◆ **WHAT YOU WILL DO**
Collect all lines below with the string "runtime".

..........

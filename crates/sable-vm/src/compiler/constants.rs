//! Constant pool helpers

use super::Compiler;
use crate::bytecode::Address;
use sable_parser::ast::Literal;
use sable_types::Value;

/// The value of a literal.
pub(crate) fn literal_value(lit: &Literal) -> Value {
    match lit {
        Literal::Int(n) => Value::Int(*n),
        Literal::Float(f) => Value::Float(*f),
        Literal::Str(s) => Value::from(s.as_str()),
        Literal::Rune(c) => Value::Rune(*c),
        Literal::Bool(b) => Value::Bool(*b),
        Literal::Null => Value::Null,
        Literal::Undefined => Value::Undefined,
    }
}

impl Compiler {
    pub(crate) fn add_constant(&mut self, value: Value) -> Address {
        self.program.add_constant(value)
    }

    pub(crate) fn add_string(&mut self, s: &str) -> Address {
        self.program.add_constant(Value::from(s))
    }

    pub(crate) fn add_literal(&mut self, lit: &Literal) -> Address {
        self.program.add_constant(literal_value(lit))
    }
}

..........

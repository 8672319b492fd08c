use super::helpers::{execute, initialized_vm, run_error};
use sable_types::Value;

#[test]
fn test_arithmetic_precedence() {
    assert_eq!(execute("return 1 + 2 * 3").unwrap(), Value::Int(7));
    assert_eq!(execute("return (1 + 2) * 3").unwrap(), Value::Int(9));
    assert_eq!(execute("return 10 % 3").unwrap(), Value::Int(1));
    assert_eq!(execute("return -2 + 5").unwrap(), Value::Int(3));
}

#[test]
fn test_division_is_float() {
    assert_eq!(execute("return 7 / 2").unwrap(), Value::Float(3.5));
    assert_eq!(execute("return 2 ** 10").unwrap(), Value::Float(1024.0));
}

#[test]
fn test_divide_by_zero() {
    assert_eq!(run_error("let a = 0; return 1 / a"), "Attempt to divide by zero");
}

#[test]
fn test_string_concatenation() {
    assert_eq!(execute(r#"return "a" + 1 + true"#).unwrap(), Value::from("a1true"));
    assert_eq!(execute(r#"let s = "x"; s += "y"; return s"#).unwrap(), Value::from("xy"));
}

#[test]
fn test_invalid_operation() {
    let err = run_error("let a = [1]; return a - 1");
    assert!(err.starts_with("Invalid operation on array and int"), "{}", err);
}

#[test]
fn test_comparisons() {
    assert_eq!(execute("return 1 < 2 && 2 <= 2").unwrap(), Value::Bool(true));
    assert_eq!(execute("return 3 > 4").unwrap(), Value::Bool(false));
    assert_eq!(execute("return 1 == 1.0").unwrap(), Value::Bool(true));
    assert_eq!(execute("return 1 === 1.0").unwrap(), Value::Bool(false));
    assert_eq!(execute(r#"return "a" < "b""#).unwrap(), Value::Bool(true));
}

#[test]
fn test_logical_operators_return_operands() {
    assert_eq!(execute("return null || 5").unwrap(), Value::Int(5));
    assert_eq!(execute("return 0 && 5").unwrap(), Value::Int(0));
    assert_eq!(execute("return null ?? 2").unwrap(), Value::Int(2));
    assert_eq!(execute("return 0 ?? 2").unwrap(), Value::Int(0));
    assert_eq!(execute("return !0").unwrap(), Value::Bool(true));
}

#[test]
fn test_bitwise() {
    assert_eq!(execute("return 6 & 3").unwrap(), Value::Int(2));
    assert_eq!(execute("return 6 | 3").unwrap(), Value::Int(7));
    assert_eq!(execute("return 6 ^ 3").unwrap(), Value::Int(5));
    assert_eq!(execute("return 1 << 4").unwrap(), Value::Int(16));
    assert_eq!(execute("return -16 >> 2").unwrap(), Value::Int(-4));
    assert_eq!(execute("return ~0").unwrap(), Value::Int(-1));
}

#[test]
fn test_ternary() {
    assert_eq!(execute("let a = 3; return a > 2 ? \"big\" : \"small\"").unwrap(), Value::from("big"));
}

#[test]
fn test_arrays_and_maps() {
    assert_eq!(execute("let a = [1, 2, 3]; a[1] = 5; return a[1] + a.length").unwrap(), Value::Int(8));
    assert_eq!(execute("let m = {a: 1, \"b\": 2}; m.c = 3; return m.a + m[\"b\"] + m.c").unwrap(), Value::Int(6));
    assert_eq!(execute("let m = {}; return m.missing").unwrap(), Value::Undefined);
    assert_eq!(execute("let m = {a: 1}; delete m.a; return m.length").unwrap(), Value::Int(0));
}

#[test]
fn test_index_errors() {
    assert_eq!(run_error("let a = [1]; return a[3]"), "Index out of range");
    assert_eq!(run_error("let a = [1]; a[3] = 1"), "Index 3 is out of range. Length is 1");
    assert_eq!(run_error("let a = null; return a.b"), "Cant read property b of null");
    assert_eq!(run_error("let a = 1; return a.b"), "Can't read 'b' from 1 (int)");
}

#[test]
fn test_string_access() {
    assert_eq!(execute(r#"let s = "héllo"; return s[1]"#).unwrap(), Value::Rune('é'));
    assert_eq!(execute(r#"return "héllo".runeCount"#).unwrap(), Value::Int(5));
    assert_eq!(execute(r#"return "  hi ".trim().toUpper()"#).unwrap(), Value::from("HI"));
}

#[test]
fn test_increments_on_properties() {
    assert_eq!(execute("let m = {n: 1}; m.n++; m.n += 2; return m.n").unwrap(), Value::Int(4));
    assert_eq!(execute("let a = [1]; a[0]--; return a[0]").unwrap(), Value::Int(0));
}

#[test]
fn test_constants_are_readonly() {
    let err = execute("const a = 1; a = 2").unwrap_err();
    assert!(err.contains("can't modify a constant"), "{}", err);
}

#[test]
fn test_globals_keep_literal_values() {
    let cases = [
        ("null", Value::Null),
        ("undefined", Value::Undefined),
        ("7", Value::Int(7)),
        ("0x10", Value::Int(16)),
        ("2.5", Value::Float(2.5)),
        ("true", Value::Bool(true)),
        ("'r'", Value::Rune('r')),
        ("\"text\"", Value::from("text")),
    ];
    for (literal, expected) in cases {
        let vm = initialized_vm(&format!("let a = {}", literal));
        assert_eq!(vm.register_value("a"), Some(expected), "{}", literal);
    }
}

..........

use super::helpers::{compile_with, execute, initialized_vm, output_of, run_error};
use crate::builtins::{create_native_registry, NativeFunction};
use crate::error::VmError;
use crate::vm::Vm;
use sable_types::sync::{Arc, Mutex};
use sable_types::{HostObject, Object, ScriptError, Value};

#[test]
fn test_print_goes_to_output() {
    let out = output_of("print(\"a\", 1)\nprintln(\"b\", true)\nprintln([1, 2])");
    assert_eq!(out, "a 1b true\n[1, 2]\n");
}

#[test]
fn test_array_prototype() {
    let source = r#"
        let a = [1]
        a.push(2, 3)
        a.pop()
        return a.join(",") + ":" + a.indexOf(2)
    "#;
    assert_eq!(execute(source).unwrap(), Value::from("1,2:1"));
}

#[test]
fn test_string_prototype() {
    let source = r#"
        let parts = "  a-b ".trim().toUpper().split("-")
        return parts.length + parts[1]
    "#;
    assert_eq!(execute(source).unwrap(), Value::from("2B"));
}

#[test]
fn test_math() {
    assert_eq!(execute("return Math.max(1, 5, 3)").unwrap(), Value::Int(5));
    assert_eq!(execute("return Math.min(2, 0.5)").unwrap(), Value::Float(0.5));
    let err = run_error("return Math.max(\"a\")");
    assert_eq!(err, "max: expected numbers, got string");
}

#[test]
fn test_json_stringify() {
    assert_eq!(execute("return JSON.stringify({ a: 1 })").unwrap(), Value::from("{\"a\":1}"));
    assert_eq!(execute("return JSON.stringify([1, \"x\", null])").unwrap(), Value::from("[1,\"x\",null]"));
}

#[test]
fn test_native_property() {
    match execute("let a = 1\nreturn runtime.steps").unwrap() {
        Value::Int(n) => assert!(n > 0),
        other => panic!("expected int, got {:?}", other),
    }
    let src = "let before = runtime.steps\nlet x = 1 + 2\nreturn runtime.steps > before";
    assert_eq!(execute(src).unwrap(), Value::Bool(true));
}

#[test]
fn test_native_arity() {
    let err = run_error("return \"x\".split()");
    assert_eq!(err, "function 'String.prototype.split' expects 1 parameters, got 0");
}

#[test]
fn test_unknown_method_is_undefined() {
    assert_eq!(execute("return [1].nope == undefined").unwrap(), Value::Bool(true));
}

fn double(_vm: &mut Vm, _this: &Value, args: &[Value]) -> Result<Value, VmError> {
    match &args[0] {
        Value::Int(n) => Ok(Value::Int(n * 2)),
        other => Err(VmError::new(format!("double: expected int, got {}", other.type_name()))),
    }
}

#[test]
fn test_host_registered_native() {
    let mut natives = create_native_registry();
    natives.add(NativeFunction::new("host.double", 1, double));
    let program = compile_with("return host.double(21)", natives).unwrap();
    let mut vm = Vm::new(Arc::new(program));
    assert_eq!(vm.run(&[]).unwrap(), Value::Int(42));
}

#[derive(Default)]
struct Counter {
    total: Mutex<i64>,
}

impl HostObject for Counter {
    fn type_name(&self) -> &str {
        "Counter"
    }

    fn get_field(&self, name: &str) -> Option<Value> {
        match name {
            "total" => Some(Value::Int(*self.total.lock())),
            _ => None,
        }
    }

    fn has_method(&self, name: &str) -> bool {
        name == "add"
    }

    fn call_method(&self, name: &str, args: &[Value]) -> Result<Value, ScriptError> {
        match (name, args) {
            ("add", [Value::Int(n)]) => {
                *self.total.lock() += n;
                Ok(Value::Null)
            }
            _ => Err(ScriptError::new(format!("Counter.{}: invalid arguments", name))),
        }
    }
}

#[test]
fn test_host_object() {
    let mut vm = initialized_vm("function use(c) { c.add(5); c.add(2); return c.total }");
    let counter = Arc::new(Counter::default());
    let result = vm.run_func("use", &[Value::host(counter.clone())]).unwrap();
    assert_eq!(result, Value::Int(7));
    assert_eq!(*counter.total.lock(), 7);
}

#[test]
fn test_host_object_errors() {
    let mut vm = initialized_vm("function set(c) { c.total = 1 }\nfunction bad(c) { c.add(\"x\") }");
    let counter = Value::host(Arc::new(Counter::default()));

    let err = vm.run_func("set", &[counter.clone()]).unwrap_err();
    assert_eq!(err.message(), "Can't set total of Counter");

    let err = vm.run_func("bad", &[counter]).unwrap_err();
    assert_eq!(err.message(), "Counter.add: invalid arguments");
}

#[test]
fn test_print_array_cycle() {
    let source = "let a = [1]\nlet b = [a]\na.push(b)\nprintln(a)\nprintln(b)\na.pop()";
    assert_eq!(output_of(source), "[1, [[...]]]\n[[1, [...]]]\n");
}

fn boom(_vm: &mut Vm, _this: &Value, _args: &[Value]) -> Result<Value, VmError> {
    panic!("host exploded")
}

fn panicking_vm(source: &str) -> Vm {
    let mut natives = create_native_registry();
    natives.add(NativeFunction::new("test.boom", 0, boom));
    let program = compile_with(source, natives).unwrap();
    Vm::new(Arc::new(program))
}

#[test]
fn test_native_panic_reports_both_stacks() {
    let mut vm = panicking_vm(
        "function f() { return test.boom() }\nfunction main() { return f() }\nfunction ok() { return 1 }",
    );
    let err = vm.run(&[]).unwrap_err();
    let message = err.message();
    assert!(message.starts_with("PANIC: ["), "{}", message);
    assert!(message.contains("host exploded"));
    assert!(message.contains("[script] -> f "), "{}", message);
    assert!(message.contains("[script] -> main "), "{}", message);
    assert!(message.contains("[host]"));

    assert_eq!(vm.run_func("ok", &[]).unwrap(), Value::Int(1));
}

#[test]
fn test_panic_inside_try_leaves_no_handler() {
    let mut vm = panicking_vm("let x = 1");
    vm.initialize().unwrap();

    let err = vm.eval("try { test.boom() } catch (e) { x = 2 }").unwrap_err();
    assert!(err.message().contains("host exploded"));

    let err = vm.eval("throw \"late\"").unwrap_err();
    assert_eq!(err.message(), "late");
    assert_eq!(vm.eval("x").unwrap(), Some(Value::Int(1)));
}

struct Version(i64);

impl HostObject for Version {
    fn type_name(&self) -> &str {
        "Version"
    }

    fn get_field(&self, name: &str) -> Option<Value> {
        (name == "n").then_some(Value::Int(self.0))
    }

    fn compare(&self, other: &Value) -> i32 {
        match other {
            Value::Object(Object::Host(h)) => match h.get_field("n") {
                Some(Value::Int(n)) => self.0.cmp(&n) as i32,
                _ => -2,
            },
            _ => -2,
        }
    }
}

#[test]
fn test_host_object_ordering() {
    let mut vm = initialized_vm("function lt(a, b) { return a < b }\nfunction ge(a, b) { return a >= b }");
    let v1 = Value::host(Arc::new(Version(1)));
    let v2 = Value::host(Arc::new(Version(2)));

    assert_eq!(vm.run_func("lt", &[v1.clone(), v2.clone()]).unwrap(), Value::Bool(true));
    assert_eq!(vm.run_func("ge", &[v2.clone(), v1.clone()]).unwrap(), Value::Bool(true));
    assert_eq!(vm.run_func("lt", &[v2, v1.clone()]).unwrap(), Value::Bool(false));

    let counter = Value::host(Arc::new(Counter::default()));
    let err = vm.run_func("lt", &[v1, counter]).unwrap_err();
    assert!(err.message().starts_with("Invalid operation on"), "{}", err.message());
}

..........

◆ **SOLUTION FOR THIS EXERCISE**
    match execute("let a = 1\nreturn runtime.steps").unwrap() {
    let src = "let before = runtime.steps\nlet x = 1 + 2\nreturn runtime.steps > before";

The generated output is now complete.